**Exercise aim**
Extract every line of the material that holds the string "crate".

**Records to process**
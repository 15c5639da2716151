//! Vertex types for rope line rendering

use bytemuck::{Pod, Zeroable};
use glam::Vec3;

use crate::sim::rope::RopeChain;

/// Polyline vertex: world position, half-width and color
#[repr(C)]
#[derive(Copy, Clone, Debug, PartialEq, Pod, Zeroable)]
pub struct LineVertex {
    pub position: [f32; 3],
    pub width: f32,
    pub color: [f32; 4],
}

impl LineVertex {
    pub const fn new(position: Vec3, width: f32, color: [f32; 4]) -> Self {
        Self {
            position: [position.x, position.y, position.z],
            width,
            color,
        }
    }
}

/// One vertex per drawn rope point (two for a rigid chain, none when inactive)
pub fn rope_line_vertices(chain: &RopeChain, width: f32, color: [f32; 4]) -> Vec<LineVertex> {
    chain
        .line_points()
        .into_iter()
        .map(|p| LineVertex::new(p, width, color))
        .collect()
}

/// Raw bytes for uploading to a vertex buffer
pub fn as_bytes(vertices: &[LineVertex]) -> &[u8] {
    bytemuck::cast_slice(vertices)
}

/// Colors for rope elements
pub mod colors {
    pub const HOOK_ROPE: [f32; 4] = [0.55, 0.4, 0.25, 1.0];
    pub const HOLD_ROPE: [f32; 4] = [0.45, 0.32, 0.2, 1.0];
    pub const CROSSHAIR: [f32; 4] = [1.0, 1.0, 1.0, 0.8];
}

==

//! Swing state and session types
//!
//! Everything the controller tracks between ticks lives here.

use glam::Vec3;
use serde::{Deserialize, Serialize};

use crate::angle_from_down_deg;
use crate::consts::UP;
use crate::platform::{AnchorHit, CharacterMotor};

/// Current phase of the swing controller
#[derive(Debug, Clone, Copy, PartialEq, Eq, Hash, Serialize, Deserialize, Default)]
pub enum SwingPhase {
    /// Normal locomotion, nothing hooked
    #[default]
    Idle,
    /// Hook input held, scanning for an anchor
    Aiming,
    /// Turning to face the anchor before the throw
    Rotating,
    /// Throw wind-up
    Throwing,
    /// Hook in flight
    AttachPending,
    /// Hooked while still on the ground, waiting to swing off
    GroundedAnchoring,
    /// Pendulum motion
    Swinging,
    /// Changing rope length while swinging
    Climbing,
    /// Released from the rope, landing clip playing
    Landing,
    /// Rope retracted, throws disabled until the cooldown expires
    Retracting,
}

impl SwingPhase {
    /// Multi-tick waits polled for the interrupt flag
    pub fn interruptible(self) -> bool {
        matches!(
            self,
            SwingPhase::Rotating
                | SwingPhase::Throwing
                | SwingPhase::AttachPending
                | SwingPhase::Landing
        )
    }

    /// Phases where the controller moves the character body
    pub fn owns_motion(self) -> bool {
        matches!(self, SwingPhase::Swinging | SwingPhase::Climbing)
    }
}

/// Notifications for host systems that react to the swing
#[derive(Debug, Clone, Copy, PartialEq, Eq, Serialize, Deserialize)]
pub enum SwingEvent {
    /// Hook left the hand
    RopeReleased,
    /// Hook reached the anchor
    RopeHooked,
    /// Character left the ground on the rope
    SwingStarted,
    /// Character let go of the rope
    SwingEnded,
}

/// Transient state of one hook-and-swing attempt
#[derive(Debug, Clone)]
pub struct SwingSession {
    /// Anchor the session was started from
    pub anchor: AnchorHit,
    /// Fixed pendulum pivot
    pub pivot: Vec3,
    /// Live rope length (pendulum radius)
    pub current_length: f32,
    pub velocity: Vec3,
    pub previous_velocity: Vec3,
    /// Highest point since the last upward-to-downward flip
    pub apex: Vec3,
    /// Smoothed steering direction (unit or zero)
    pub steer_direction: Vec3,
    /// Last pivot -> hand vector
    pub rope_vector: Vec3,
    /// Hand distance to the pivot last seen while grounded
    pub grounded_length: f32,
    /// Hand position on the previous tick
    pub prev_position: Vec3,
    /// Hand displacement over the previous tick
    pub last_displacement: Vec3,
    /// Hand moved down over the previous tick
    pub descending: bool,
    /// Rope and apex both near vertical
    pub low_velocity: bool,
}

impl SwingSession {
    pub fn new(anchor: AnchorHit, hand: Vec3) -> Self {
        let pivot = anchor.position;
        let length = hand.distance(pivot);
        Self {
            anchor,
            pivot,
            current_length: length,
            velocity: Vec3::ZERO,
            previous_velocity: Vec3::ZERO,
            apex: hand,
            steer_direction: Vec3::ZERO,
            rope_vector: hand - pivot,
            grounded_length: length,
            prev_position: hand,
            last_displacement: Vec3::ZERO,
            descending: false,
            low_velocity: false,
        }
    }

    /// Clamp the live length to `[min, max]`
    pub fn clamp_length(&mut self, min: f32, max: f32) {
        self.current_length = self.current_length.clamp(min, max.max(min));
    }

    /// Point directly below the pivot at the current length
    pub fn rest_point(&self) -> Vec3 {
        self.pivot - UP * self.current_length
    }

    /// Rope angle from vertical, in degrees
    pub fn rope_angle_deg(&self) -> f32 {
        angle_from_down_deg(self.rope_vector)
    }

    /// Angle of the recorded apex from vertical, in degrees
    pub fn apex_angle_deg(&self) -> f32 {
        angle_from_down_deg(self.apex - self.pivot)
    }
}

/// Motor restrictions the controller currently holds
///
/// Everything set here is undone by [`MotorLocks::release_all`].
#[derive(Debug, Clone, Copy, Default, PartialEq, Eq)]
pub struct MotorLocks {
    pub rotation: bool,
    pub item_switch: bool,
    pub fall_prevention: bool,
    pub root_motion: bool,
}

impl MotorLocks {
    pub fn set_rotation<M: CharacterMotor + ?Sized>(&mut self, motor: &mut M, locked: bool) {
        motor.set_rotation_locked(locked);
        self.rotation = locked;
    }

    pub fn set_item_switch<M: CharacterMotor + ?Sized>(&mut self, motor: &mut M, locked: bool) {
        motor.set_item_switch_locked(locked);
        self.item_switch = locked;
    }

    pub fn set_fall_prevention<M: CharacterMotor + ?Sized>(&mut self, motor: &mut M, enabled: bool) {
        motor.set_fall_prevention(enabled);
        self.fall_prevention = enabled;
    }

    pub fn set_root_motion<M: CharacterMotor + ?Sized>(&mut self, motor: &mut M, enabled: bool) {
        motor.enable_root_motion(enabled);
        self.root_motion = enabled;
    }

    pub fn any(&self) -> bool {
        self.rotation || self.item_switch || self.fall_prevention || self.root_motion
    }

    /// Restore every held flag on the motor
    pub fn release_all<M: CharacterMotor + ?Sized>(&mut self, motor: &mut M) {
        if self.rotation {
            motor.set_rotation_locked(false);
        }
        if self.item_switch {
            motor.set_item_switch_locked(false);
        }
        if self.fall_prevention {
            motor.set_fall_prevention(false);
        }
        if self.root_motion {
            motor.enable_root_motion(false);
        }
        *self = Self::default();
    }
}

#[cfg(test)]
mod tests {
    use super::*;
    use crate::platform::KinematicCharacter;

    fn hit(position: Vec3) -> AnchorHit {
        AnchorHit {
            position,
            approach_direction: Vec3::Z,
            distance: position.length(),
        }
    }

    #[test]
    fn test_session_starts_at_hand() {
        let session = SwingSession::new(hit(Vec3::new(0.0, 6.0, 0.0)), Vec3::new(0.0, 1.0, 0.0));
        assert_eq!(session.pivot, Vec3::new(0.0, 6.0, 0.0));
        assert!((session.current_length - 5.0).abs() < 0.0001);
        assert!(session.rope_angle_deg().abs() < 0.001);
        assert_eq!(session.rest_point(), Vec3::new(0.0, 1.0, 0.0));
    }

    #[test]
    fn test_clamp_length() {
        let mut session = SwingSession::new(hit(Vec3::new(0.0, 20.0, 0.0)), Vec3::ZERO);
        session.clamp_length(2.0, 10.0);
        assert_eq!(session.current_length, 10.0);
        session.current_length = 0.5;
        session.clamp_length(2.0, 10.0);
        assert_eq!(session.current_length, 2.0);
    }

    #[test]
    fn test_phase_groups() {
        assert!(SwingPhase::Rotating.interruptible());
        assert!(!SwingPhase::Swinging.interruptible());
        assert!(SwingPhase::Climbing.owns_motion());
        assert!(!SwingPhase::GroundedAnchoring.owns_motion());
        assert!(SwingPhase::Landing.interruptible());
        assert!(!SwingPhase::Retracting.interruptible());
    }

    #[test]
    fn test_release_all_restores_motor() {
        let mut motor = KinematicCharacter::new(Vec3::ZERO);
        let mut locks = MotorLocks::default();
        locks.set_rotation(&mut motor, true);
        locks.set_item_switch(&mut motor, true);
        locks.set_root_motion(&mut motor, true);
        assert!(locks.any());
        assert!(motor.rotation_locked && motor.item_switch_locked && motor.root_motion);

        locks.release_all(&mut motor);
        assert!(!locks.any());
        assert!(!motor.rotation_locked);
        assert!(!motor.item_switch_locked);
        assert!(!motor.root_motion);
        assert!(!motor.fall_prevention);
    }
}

**Output for this task**
use crate::sim::rope::RopeChain;
use crate::angle_from_down_deg;
use crate::consts::UP;
use crate::platform::{AnchorHit, CharacterMotor};
    use crate::platform::KinematicCharacter;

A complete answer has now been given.